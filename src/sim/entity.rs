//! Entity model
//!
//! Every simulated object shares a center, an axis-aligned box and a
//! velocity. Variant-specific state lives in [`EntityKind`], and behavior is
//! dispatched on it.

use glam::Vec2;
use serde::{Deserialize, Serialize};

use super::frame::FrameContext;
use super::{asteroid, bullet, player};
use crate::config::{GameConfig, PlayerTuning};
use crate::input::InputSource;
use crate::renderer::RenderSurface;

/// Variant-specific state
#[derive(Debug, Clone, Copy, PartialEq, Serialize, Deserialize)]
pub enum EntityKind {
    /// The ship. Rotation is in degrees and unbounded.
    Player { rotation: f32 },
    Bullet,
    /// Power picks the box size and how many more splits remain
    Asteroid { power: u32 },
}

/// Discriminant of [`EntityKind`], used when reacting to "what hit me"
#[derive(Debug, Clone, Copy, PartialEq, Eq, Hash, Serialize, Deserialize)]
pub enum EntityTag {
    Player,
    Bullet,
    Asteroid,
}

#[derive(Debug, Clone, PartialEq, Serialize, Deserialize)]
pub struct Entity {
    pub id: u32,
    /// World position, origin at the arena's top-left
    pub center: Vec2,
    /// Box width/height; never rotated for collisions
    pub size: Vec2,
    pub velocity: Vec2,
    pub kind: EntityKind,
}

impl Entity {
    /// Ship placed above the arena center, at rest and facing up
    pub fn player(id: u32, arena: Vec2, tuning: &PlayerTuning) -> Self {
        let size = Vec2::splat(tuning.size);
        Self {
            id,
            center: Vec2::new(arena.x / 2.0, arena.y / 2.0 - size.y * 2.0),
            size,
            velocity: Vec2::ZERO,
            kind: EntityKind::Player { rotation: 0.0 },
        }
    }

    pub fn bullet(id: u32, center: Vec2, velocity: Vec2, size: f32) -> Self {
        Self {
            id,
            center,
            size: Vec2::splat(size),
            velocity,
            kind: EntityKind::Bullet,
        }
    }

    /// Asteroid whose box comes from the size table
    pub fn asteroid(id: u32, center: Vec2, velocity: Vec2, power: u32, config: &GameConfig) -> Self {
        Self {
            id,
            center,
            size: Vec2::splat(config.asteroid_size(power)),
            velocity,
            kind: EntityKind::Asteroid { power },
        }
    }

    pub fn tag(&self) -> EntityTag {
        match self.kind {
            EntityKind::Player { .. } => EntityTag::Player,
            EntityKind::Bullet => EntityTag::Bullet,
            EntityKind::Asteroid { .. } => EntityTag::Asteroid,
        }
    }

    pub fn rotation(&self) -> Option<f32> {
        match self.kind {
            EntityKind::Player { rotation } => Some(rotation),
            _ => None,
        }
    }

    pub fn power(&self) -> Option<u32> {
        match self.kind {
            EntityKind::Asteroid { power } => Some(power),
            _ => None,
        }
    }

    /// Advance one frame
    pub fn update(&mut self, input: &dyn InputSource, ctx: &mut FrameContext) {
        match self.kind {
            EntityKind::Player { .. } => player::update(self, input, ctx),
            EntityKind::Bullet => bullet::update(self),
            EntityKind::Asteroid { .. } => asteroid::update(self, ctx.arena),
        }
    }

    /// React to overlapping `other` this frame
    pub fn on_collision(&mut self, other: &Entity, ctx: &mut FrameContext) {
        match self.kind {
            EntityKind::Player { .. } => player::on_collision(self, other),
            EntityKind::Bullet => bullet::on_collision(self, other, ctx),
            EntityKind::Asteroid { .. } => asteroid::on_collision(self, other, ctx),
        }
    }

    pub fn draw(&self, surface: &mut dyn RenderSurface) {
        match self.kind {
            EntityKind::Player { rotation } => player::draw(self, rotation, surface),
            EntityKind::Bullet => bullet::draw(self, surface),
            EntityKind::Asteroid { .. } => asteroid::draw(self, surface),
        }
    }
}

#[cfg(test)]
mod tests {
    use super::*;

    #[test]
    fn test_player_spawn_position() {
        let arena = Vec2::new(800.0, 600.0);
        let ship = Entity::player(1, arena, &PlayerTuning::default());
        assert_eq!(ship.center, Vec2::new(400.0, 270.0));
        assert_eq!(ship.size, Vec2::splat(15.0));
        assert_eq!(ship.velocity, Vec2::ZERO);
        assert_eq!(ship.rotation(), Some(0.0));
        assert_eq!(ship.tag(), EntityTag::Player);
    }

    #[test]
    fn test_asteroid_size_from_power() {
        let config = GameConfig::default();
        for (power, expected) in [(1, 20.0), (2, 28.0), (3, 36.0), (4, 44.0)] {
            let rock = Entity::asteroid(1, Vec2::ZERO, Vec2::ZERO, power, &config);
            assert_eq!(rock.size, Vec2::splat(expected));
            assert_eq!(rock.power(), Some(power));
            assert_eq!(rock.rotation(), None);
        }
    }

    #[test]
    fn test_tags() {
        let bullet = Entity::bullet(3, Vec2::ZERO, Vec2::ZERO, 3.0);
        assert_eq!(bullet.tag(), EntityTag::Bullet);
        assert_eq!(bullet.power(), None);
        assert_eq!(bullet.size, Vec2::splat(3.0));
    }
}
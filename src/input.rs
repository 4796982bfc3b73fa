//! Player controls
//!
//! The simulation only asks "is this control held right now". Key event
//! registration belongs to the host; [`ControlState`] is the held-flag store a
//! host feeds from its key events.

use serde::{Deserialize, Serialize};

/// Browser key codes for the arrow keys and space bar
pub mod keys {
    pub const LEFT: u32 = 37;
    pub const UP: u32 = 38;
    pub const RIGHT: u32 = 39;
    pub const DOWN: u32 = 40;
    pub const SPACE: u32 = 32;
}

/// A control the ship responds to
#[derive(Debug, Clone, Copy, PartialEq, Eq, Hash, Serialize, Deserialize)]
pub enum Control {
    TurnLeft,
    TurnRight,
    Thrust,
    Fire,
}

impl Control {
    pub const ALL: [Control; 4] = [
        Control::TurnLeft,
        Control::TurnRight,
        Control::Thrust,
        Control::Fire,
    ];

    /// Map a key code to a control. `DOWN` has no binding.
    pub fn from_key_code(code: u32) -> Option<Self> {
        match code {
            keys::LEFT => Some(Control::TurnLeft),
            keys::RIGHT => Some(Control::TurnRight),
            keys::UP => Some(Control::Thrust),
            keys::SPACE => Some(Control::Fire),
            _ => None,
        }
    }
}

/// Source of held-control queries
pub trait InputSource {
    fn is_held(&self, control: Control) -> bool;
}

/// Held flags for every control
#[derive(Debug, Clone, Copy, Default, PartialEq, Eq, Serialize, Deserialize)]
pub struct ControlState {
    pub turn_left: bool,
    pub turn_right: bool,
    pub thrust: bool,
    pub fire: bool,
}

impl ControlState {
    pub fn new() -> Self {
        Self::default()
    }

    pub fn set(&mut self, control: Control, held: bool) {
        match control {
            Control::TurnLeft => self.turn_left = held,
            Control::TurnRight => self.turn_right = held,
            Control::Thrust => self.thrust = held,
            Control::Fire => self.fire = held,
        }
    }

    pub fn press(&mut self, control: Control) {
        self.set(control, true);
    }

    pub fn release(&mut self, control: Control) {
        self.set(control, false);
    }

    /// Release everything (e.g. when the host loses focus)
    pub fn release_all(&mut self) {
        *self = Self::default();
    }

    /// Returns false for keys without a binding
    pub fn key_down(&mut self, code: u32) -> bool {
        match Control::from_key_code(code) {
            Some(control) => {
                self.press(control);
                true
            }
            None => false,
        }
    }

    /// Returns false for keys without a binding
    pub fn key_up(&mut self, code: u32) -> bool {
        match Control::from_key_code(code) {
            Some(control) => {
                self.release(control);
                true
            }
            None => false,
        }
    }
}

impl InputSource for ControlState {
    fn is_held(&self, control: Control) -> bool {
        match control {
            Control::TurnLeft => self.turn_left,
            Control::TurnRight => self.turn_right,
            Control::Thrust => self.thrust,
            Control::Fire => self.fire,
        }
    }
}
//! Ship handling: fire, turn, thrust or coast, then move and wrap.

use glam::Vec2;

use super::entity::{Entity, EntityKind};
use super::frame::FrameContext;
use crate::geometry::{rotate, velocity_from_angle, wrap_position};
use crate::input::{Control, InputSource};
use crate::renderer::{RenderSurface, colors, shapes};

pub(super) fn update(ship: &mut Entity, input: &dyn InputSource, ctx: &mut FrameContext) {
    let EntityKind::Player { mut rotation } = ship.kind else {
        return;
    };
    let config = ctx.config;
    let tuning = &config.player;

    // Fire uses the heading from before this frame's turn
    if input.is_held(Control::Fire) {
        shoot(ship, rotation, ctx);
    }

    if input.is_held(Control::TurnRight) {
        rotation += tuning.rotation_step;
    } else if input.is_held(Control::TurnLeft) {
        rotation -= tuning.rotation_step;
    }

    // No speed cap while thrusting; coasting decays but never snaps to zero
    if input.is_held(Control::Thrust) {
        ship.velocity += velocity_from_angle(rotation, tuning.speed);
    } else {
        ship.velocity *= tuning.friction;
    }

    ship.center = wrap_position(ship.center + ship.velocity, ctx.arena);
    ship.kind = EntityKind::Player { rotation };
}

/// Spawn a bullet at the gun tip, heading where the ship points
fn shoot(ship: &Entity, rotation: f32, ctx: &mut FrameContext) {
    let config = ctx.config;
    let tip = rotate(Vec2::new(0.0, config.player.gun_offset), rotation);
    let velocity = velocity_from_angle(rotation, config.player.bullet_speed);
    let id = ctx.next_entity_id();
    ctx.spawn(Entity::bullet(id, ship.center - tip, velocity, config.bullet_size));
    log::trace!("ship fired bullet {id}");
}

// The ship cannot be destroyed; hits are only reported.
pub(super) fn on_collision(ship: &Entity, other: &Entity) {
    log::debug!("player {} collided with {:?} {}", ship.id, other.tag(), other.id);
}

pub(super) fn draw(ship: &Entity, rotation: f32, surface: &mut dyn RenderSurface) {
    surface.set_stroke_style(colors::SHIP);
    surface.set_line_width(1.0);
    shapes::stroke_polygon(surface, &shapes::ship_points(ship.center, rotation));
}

···

* Work instructions: Your task is to retype the entries verbatim, starting with the line that holds "let tuning = &config.player;" and stopping after the line that holds "fn shoot(ship: &Entity, rotation: f32, ctx: &mut".

* Answer:
    let tuning = &config.player;

    // Fire uses the heading from before this frame's turn
    if input.is_held(Control::Fire) {
        shoot(ship, rotation, ctx);
    }

    if input.is_held(Control::TurnRight) {
        rotation += tuning.rotation_step;
    } else if input.is_held(Control::TurnLeft) {
        rotation -= tuning.rotation_step;
    }

    // No speed cap while thrusting; coasting decays but never snaps to zero
    if input.is_held(Control::Thrust) {
        ship.velocity += velocity_from_angle(rotation, tuning.speed);
    } else {
        ship.velocity *= tuning.friction;
    }

    ship.center = wrap_position(ship.center + ship.velocity, ctx.arena);
    ship.kind = EntityKind::Player { rotation };
}

/// Spawn a bullet at the gun tip, heading where the ship points
fn shoot(ship: &Entity, rotation: f32, ctx: &mut FrameContext) {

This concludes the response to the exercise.